И, надо сказать, это вторая награда, которую получает исполнитель ролей Токея Ито из «Сыновей Большой Медведицы» и «Чингачгука — Большого Змея» за минувшие полгода в России: на «Амурской осени» — 2019 ему был вручен Спецприз «За вклад в мировое кино». А если вспомнить, что приглашение сняться в военной драме «Балканский рубеж», которую Гойко представлял в Павловском Посаде на ретро-показе, актер получил на «Золотом витязе» в Севастополе, вполне можно говорить о том, что актер заходит на второй круг суперпопулярности в нашей стране после советских времен.
Павловский Посад Гойко понравился. Побывал на экскурсии в музее платков и даже получил мастер-класс по набивке.
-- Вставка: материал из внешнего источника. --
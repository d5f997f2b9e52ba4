use std::cmp::Ordering;

/// Create a string of all available items.
pub fn items_to_strings(items: &[&str]) -> String {
    items.join(", ")
}

pub fn fmt_vec_output(v: &[f64]) -> String {
    v.iter().map(|n| format!("{:.4}", n)).collect::<Vec<_>>().join(", ")
}

#[inline]
pub fn precision_round(n: f64, precision: i32) -> f64 {
    let p = (10.0_f64).powi(precision);
    (n * p).round() / p
}

/// Median of the values, the mean of the two middle values for even counts.
/// NaN for an empty slice.
pub fn median(values: &[f64]) -> f64 {
    if values.is_empty() {
        return f64::NAN;
    }
    let mut sorted = values.to_vec();
    sorted.sort_by(f64::total_cmp);
    let mid = sorted.len() / 2;
    if sorted.len() % 2 == 0 {
        (sorted[mid - 1] + sorted[mid]) / 2.0
    } else {
        sorted[mid]
    }
}

/// Quantile with linear interpolation between the closest ranks.
///
/// `sorted` must be sorted ascending and free of NaN; `q` is within `[0, 1]`.
pub fn quantile_sorted(sorted: &[f64], q: f64) -> f64 {
    if sorted.is_empty() {
        return f64::NAN;
    }
    let pos = q.clamp(0.0, 1.0) * (sorted.len() - 1) as f64;
    let lo = pos.floor() as usize;
    let hi = pos.ceil() as usize;
    let frac = pos - lo as f64;
    if lo == hi {
        sorted[lo]
    } else {
        sorted[lo] + (sorted[hi] - sorted[lo]) * frac
    }
}

/// The finite values, sorted ascending.
pub fn sorted_finite(values: &[f64]) -> Vec<f64> {
    let mut v: Vec<f64> = values.iter().copied().filter(|x| x.is_finite()).collect();
    v.sort_by(f64::total_cmp);
    v
}

/// Minimum and maximum over the finite values, `None` if there are none.
pub fn finite_range(values: &[f64]) -> Option<(f64, f64)> {
    values.iter().filter(|v| v.is_finite()).fold(None, |acc, v| match acc {
        None => Some((*v, *v)),
        Some((lo, hi)) => Some((lo.min(*v), hi.max(*v))),
    })
}

/// Pearson correlation, 0 when either side has no variance.
pub fn pearson(x: &[f64], y: &[f64]) -> f64 {
    let n = x.len().min(y.len());
    if n < 2 {
        return 0.0;
    }
    let mx = x[..n].iter().sum::<f64>() / n as f64;
    let my = y[..n].iter().sum::<f64>() / n as f64;
    let (mut sxy, mut sxx, mut syy) = (0.0, 0.0, 0.0);
    for i in 0..n {
        let dx = x[i] - mx;
        let dy = y[i] - my;
        sxy += dx * dy;
        sxx += dx * dx;
        syy += dy * dy;
    }
    let denom = (sxx * syy).sqrt();
    if denom == 0.0 || !denom.is_finite() {
        0.0
    } else {
        sxy / denom
    }
}

/// Order NaN after every number.
pub fn nan_last(a: &f64, b: &f64) -> Ordering {
    match (a.is_nan(), b.is_nan()) {
        (true, true) => Ordering::Equal,
        (true, false) => Ordering::Greater,
        (false, true) => Ordering::Less,
        (false, false) => a.total_cmp(b),
    }
}

#[cfg(test)]
mod tests {
    use super::*;

    #[test]
    fn test_round() {
        assert_eq!(0.3, precision_round(0.3333, 1));
        assert_eq!(0.2343, precision_round(0.2343123123123, 4));
    }

    #[test]
    fn test_median() {
        assert_eq!(median(&[0.2, 0.4]), 0.30000000000000004);
        assert_eq!(median(&[3., 1., 2.]), 2.);
        assert_eq!(median(&[-0.1]), -0.1);
        assert!(median(&[]).is_nan());
    }

    #[test]
    fn test_quantile_sorted() {
        let v = vec![1., 2., 3., 4., 5., 6., 7., 8., 9., 10.];
        assert_eq!(quantile_sorted(&v, 0.0), 1.0);
        assert_eq!(quantile_sorted(&v, 0.25), 3.25);
        assert_eq!(quantile_sorted(&v, 0.5), 5.5);
        assert_eq!(quantile_sorted(&v, 1.0), 10.0);
    }

    #[test]
    fn test_finite_range() {
        assert_eq!(finite_range(&[3., f64::NAN, -1., 7.]), Some((-1., 7.)));
        assert_eq!(finite_range(&[f64::NAN]), None);
    }

    #[test]
    fn test_pearson() {
        assert!((pearson(&[1., 2., 3.], &[2., 4., 6.]) - 1.0).abs() < 1e-12);
        assert!((pearson(&[1., 2., 3.], &[3., 2., 1.]) + 1.0).abs() < 1e-12);
        assert_eq!(pearson(&[1., 1., 1.], &[1., 2., 3.]), 0.0);
    }

    #[test]
    fn test_fmt_vec_output() {
        assert_eq!(fmt_vec_output(&[1.0, 0.5]), "1.0000, 0.5000");
        assert_eq!(items_to_strings(&["dot", "bar"]), "dot, bar");
    }
}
Запомнил, что Княжий Двор – подлинное место, где когда-то жил князь Даниил Московский и любил ловить рыбу в местных реках и озерах. Впечатлился экспозицией Отечественной войны 1812 года. В качестве сувенира купил себе шарф, а покупку платков отложил на последний день, надо же присмотреться. Мне показалось, что будет искать с красными розами на черном. Резюме было таким — «В любом месте для меня важны люди, а в России, только приеду, и чувствую себя дома».
Специальный гость МКФ «17 мгновений» Гойко Митич ответил на вопросы редакции МТ«ГлагоL».
Похожи ли были прерии, в которых возрастал будущий Чингачгук, на места настоящих съемок?
А «Чингачгука» снимали в местах дикой природы – в Болгарии, в ГДР, да по всей Европе. В Союзе снимали фильмы «Апачи» и «Ульзана» — под Самаркандом, «Текумзе» — в Крыму, около Ялты. На Кавказе снимали «След Сокола», вначале в районе Тбилиси, потом поднялись в горы, в поселок Пасанаури. Очень красиво там, и съемки были интересные, но вот беда, за ужином надо было пить все тосты, а я вообще не употреблял алкоголь, пришлось сослаться на запрет врачей. А мои немецкие коллеги, выпивая «за маму-папу», так накачивались, что падали с ног.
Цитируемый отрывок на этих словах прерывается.